# RAI Monday



## lwilk (Oct 2, 2011)

Had 25 millicuries of RAI Monday morning. Now am having headaches, and my neck is sore and stiff from front to back. I have no appetite and am extremely tired. Help!!!!!! Is this normal?


----------



## joplin1975 (Jul 21, 2011)

That's about how I felt. Like the mega-flu. I know it sucks, but it did pass (for me) in a couple of days. Hang in there!


----------



## Want2FeelGood (Sep 17, 2011)

lwilk said:


> Had 25 millicuries of RAI Monday morning. Now am having headaches, and my neck is sore and stiff from front to back. I have no appetite and am extremely tired. Help!!!!!! Is this normal?


Did you go hypothyroid or did you get Thyrogen ? Symptoms on 25 mci ? Maybe you have "the flu". Thought most people had few or no symptoms.


----------



## mum2bradley (Sep 27, 2010)

I had 12 mci back in March and was hypo by June. Have been on replacement meds since then and still not back to my old self!!


----------



## Andros (Aug 26, 2009)

lwilk said:


> Had 25 millicuries of RAI Monday morning.

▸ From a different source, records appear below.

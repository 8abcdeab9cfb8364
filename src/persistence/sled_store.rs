use sled::{Db, Tree};

use crate::dispatch::priority::Priority;
use crate::persistence::{BacklogEntry, BacklogKey, BacklogStore};
use crate::utils::error::StoreError;

const KEY_LEN: usize = 9;

/// Backlog of one target kept in its own sled tree (`backlog/<target>`).
///
/// Keys are one priority byte followed by the big-endian sequence number,
/// so the tree's natural byte order is the drain order.
#[derive(Clone)]
pub struct SledBacklogStore {
    db: Db,
    tree_name: String,
    tree: Tree,
}

impl SledBacklogStore {
    pub fn open(db: &Db, target: &str) -> Result<Self, StoreError> {
        let tree_name = format!("backlog/{target}");
        let tree = db.open_tree(&tree_name)?;
        Ok(Self {
            db: db.clone(),
            tree_name,
            tree,
        })
    }
}

pub(crate) fn encode_key(key: BacklogKey) -> [u8; KEY_LEN] {
    let mut out = [0u8; KEY_LEN];
    out[0] = key.priority.value();
    out[1..].copy_from_slice(&key.sequence.to_be_bytes());
    out
}

pub(crate) fn decode_key(raw: &[u8]) -> Result<BacklogKey, StoreError> {
    if raw.len() != KEY_LEN {
        return Err(StoreError::CorruptKey(raw.len()));
    }
    let priority = Priority::new(raw[0]).ok_or(StoreError::CorruptKey(raw.len()))?;
    let mut seq = [0u8; 8];
    seq.copy_from_slice(&raw[1..]);
    Ok(BacklogKey {
        priority,
        sequence: u64::from_be_bytes(seq),
    })
}

impl BacklogStore for SledBacklogStore {
    fn push(&mut self, entry: BacklogEntry) -> Result<(), StoreError> {
        let serialized = serde_json::to_vec(&entry)?;
        self.tree.insert(encode_key(entry.key()), serialized)?;
        Ok(())
    }

    fn entries(&self) -> Result<Vec<BacklogEntry>, StoreError> {
        let mut out = Vec::with_capacity(self.tree.len());
        for item in self.tree.iter() {
            let (key, value) = item?;
            decode_key(&key)?;
            out.push(serde_json::from_slice(&value)?);
        }
        Ok(out)
    }

    fn remove(&mut self, key: BacklogKey) -> Result<bool, StoreError> {
        Ok(self.tree.remove(encode_key(key))?.is_some())
    }

    fn clear(&mut self) -> Result<(), StoreError> {
        self.tree.clear()?;
        Ok(())
    }

    fn destroy(self: Box<Self>) -> Result<(), StoreError> {
        self.db.drop_tree(self.tree_name.as_bytes())?;
        Ok(())
    }
}

impl std::fmt::Debug for SledBacklogStore {
    fn fmt(&self, f: &mut std::fmt::Formatter<'_>) -> std::fmt::Result {
        f.debug_struct("SledBacklogStore")
            .field("db", &"sled::Db")
            .field("tree", &self.tree_name)
            .finish()
    }
}
//! Configuration loading.
//!
//! Settings come from `config/default.{toml,yaml,json}` (optional), an
//! explicitly named file, and `MSGDISPATCH_`-prefixed environment variables
//! with `__` between section and key, e.g. `MSGDISPATCH_SERVER__PORT=9000`.
//! Whatever is missing keeps its default.

mod settings;

use std::path::Path;

use config::{Config, ConfigError, Environment, File};

use crate::config::settings::PartialSettings;

pub use settings::{
    BacklogKind, BrokerSettings, DispatchSettings, LoggingSettings, ServerSettings, Settings,
};

const ENV_PREFIX: &str = "MSGDISPATCH";

/// Loads the configuration from the default file and environment variables.
pub fn load_config() -> Result<Settings, ConfigError> {
    load_config_from(None)
}

/// Like [`load_config`], with `path` layered over the default file. Unlike
/// the default file, an explicitly named file must exist.
pub fn load_config_from(path: Option<&Path>) -> Result<Settings, ConfigError> {
    let mut builder = Config::builder().add_source(File::with_name("config/default").required(false));
    if let Some(path) = path {
        builder = builder.add_source(File::from(path).required(true));
    }
    let builder = builder.add_source(
        Environment::with_prefix(ENV_PREFIX)
            .prefix_separator("_")
            .separator("__")
            .try_parsing(true),
    );

    let config = builder.build()?;
    let partial: PartialSettings = config.try_deserialize()?;
    Ok(partial.merge(Settings::default()))
}

#[cfg(test)]
mod tests;
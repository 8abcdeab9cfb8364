use std::collections::BTreeSet;

/// Session name of a subscriber; doubles as its dispatch target.
pub type SubscriberId = String;

/// A named topic and the sessions subscribed to it. Subscribers are kept
/// ordered so fan-out visits them in a stable order.
#[derive(Debug, Default)]
pub struct Topic {
    pub name: String,
    pub subscribers: BTreeSet<SubscriberId>,
}

impl Topic {
    pub fn new(name: &str) -> Self {
        Self {
            name: name.to_string(),
            subscribers: BTreeSet::new(),
        }
    }

    /// Returns false if `id` was already subscribed.
    pub fn subscribe(&mut self, id: SubscriberId) -> bool {
        self.subscribers.insert(id)
    }

    pub fn unsubscribe(&mut self, id: &str) -> bool {
        self.subscribers.remove(id)
    }

    pub fn is_empty(&self) -> bool {
        self.subscribers.is_empty()
    }
}
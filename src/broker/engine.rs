//! Broker engine
//!
//! Routes published messages to sessions. Every copy goes through the
//! dispatch engine, which may deliver it now, hold it in the session's
//! backlog or drop it according to the active rules.
//!
//! Concurrency and usage notes:
//! - The broker is shared as `Arc<Broker>`; topics and the client registry
//!   carry their own short-lived locks, which are never held across an
//!   `.await`. Dispatch may wait on transports and backlogs, so no broker
//!   wide lock may exist around it.
//! - A session outlives its socket. `client_lost` only marks the session
//!   as polling; `disconnect` tears it down.

use std::collections::HashMap;
use std::sync::{Arc, PoisonError, RwLock};

use chrono::Utc;
use tokio::sync::mpsc::UnboundedSender;
use tracing::{debug, info, warn};
use tungstenite::protocol::Message as WsMessage;
use uuid::Uuid;

use crate::broker::message::Message;
use crate::broker::topic::{SubscriberId, Topic};
use crate::client::{Client, ClientRegistry};
use crate::dispatch::reconfig::admin_topic;
use crate::dispatch::{
    ConnectionState, DispatchEngine, DispatchOutcome, EngineSettings, StatusConfigurationTable,
};
use crate::persistence::BacklogStorage;
use crate::transport::message::ServerMessage;
use crate::utils::error::{BrokerError, DeliveryError};

/// What became of a publish request.
#[derive(Debug, Clone, PartialEq, Eq)]
pub enum PublishOutcome {
    /// The message carried a new rule document, which is now active.
    Reconfigured,
    /// Per-recipient outcome. Recipients whose dispatch failed are missing.
    Dispatched(Vec<(SubscriberId, DispatchOutcome)>),
}

pub struct Broker {
    topics: RwLock<HashMap<String, Topic>>,
    clients: Arc<ClientRegistry>,
    engine: Arc<DispatchEngine>,
    admin_topic: String,
}

impl Default for Broker {
    fn default() -> Self {
        Self::new(
            StatusConfigurationTable::default(),
            BacklogStorage::default(),
            EngineSettings::default(),
        )
    }
}

impl Broker {
    pub fn new(table: StatusConfigurationTable, storage: BacklogStorage, settings: EngineSettings) -> Self {
        let clients = Arc::new(ClientRegistry::default());
        let admin_topic = admin_topic(&settings.config_key);
        let engine = Arc::new(DispatchEngine::new(clients.clone(), table, storage, settings));
        Self {
            topics: RwLock::new(HashMap::new()),
            clients,
            engine,
            admin_topic,
        }
    }

    pub fn engine(&self) -> &Arc<DispatchEngine> {
        &self.engine
    }

    pub fn clients(&self) -> &ClientRegistry {
        &self.clients
    }

    pub fn admin_topic(&self) -> &str {
        &self.admin_topic
    }

    /// Attaches a socket to a session, creating the session when `session`
    /// is `None` or unknown, and greets the socket with `connected`. A known
    /// session is marked connected again, which releases its backlog.
    pub async fn connect(
        &self,
        session: Option<String>,
        sender: UnboundedSender<WsMessage>,
    ) -> Result<Client, BrokerError> {
        let client = match session {
            Some(name) => {
                if name.trim().is_empty() || name == self.engine.settings().admin_identity {
                    return Err(BrokerError::ReservedSession(name));
                }
                Client::with_id(name, sender)
            }
            None => Client::new(sender),
        };
        let id = client.id.clone();

        if self.clients.register(client.clone()).is_some() {
            info!("Session {id} moved to a new socket");
        }
        // greet before the backlog is released onto the same channel
        let greeting = serde_json::to_string(&ServerMessage::Connected { session: id.clone() })
            .map_err(DeliveryError::from)?;
        if let Err(e) = client.sender.send(WsMessage::text(greeting)) {
            debug!("Greeting for {id} not sent, socket already gone: {e}");
        }

        match self.engine.register_target(&id, ConnectionState::Connected).await {
            Ok(report) if report.delivered > 0 => {
                info!("Session {id} connected, delivered {} held back messages", report.delivered)
            }
            Ok(_) => info!("Session {id} connected"),
            Err(e) => warn!("Releasing the backlog of {id} failed: {e}"),
        }
        Ok(client)
    }

    /// The socket `connection` of session `id` went away without a
    /// disconnect. The session keeps its subscriptions and collects a
    /// backlog until it reconnects.
    pub async fn client_lost(&self, id: &str, connection: Uuid) {
        if !self.clients.detach(id, connection) {
            debug!("Stale socket of {id} closed");
            return;
        }
        if let Err(e) = self
            .engine
            .on_connection_state_change(id, ConnectionState::Polling)
            .await
        {
            warn!("Marking {id} as polling failed: {e}");
        }
    }

    /// Tears a session down: socket, subscriptions, link state and backlog.
    pub async fn disconnect(&self, id: &str) {
        self.clients.remove(id);
        {
            let mut topics = self.topics.write().unwrap_or_else(PoisonError::into_inner);
            for topic in topics.values_mut() {
                if topic.unsubscribe(id) {
                    debug!("Unsubscribed {id} from topic {}", topic.name);
                }
            }
            topics.retain(|_, t| !t.is_empty());
        }
        match self.engine.remove_target(id).await {
            Ok(dropped) => info!("Session {id} disconnected, {dropped} held back messages discarded"),
            Err(e) => warn!("Removing the backlog of {id} failed: {e}"),
        }
    }

    /// Subscribes a session to a topic. Automatically creates the topic if it doesn't exist.
    pub fn subscribe(&self, topic: &str, subscriber: SubscriberId) -> bool {
        self.topics
            .write()
            .unwrap_or_else(PoisonError::into_inner)
            .entry(topic.to_string())
            .or_insert_with(|| Topic::new(topic))
            .subscribe(subscriber)
    }

    pub fn unsubscribe(&self, topic: &str, subscriber: &str) -> bool {
        let mut topics = self.topics.write().unwrap_or_else(PoisonError::into_inner);
        let Some(t) = topics.get_mut(topic) else {
            return false;
        };
        let removed = t.unsubscribe(subscriber);
        if t.is_empty() {
            topics.remove(topic);
        }
        removed
    }

    pub fn subscribers(&self, topic: &str) -> Vec<SubscriberId> {
        self.topics
            .read()
            .unwrap_or_else(PoisonError::into_inner)
            .get(topic)
            .map(|t| t.subscribers.iter().cloned().collect())
            .unwrap_or_default()
    }

    /// Publishes a message.
    ///
    /// The admin topic carries rule documents and is never forwarded. A
    /// configured status topic updates the link state of every session
    /// before it is delivered like any other message. A message with a
    /// destination goes to that session only.
    pub async fn publish(&self, mut msg: Message) -> Result<PublishOutcome, BrokerError> {
        msg.timestamp = Utc::now().timestamp_millis();
        if msg.message_id.is_empty() {
            msg.message_id = Uuid::new_v4().to_string();
        }

        if msg.topic == self.admin_topic {
            self.engine.reconfigure(&msg.payload)?;
            info!("Dispatch rules replaced by '{}' from {}", msg.message_id, msg.sender);
            return Ok(PublishOutcome::Reconfigured);
        }

        if self.engine.table().is_status_oid(&msg.topic) {
            let reports = self.engine.on_status_update(&msg.topic, msg.payload.trim()).await;
            for (target, report) in reports {
                debug!(
                    "Status {} released backlog of {target}: delivered={} dropped={}",
                    msg.payload, report.delivered, report.dropped
                );
            }
        }

        let recipients = match &msg.destination {
            Some(destination) => {
                if self.engine.link_snapshot(destination).is_none() && !self.clients.is_connected(destination) {
                    warn!("Point to point message '{}' for unknown session {destination}", msg.message_id);
                    return Ok(PublishOutcome::Dispatched(Vec::new()));
                }
                vec![destination.clone()]
            }
            None => self.subscribers(&msg.topic),
        };
        if recipients.is_empty() {
            debug!("Topic '{}' has no subscribers", msg.topic);
        }

        let mut outcomes = Vec::with_capacity(recipients.len());
        for recipient in recipients {
            match self.engine.dispatch(&recipient, msg.clone()).await {
                Ok(report) => outcomes.push((recipient, report.outcome)),
                Err(e) => warn!("Dispatch of '{}' to {recipient} failed: {e}", msg.message_id),
            }
        }
        Ok(PublishOutcome::Dispatched(outcomes))
    }
}
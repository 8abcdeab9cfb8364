//! The `error` module defines the error types used across `msgdispatch`.
//!
//! Errors are grouped by where they originate: rule documents, the delivery
//! transport and backlog storage. `DispatchError` covers one dispatch, which
//! may fail in either of the latter two; `BrokerError` is what a client
//! request can be refused with.

use thiserror::Error;

/// Rejection of a dispatch rule document. A document that yields any of
/// these is never installed.
#[derive(Debug, Error, PartialEq, Eq)]
pub enum RuleError {
    #[error("malformed rule document: {0}")]
    Xml(String),

    #[error("unexpected element <{0}>")]
    UnknownElement(String),

    #[error("unknown attribute '{attribute}' on <{element}>")]
    UnknownAttribute { element: String, attribute: String },

    #[error("missing attribute '{attribute}' on <{element}>")]
    MissingAttribute { element: String, attribute: String },

    #[error("unknown dispatch action '{0}'")]
    UnknownAction(String),

    #[error("invalid dispatch action combination '{0}'")]
    InvalidActionCombination(String),

    #[error("priority '{0}' is outside 0-9")]
    PriorityOutOfRange(String),

    #[error("malformed priority range '{0}'")]
    MalformedPriorityRange(String),

    #[error("priority {priority} is addressed twice in <onStatus content='{content}'>")]
    OverlappingPriority { content: String, priority: u8 },

    #[error("status content '{0}' is configured twice")]
    DuplicateStatus(String),

    #[error("connection state '{0}' is configured twice")]
    DuplicateConnectionState(String),

    #[error("unknown connection state '{0}'")]
    UnknownConnectionState(String),
}

/// Failure of the delivery primitive for one attempt.
#[derive(Debug, Error)]
pub enum DeliveryError {
    #[error("target '{0}' is not connected")]
    NotConnected(String),

    #[error("outbound channel of '{0}' is closed")]
    ChannelClosed(String),

    #[error("failed to encode message: {0}")]
    Encode(#[from] serde_json::Error),

    #[error("transport failure: {0}")]
    Transport(String),
}

/// Failure of the backlog storage.
#[derive(Debug, Error)]
pub enum StoreError {
    #[error("sled error: {0}")]
    Sled(#[from] sled::Error),

    #[error("backlog entry codec error: {0}")]
    Codec(#[from] serde_json::Error),

    #[error("corrupt backlog key of {0} bytes")]
    CorruptKey(usize),
}

/// Failure while dispatching or flushing one message.
#[derive(Debug, Error)]
pub enum DispatchError {
    #[error(transparent)]
    Delivery(#[from] DeliveryError),

    #[error(transparent)]
    Backlog(#[from] StoreError),
}

/// Refusal of a session or publish request by the broker.
#[derive(Debug, Error)]
pub enum BrokerError {
    #[error("session name '{0}' is reserved")]
    ReservedSession(String),

    #[error("rejected dispatch configuration: {0}")]
    Rules(#[from] RuleError),

    #[error(transparent)]
    Delivery(#[from] DeliveryError),
}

Now am having headaches, and my neck is sore and stiff from front to back. I have no appetite and am extremely tired. Help!!!!!! Is this normal?


Yes; I would say it is. A lot of that is maybe from being tense. I know I was each time I had RAI.

Try to relax; take a nice hot bath and soak the soreness out, do some deep-breathing and just pamper yourself.

If ever ever in doubt; always call your doctor.


----------



## miltomeal (May 17, 2011)

And remember that everyone have a little different reaction to the RAI. these are a lot of the same symptoms from my RAI experience.

YES!!! i agree with Andros, pamper yourself through this and try some deep breathing/meditation to help calm your mind.

Good luck! you will get through this!


----------



## lwilk (Oct 2, 2011)

Thanks for the info all. Somewhat better now, still have swollen and sore neck and get hoarse when I talk to much (maybe someone is trying to tell me something), and the shakes. Dr. increased my propranolol which is helping some, have to check in with her Monday. Will be glad to feel normal again, whatever that is!!


----------



## Andros (Aug 26, 2009)

lwilk said:


> Thanks for the info all. Somewhat better now, still have swollen and sore neck and get hoarse when I talk to much (maybe someone is trying to tell me something), and the shakes. Dr. increased my propranolol which is helping some, have to check in with her Monday. Will be glad to feel normal again, whatever that is!!


Good to hear from you over the weekend and please let us know how it goes Monday.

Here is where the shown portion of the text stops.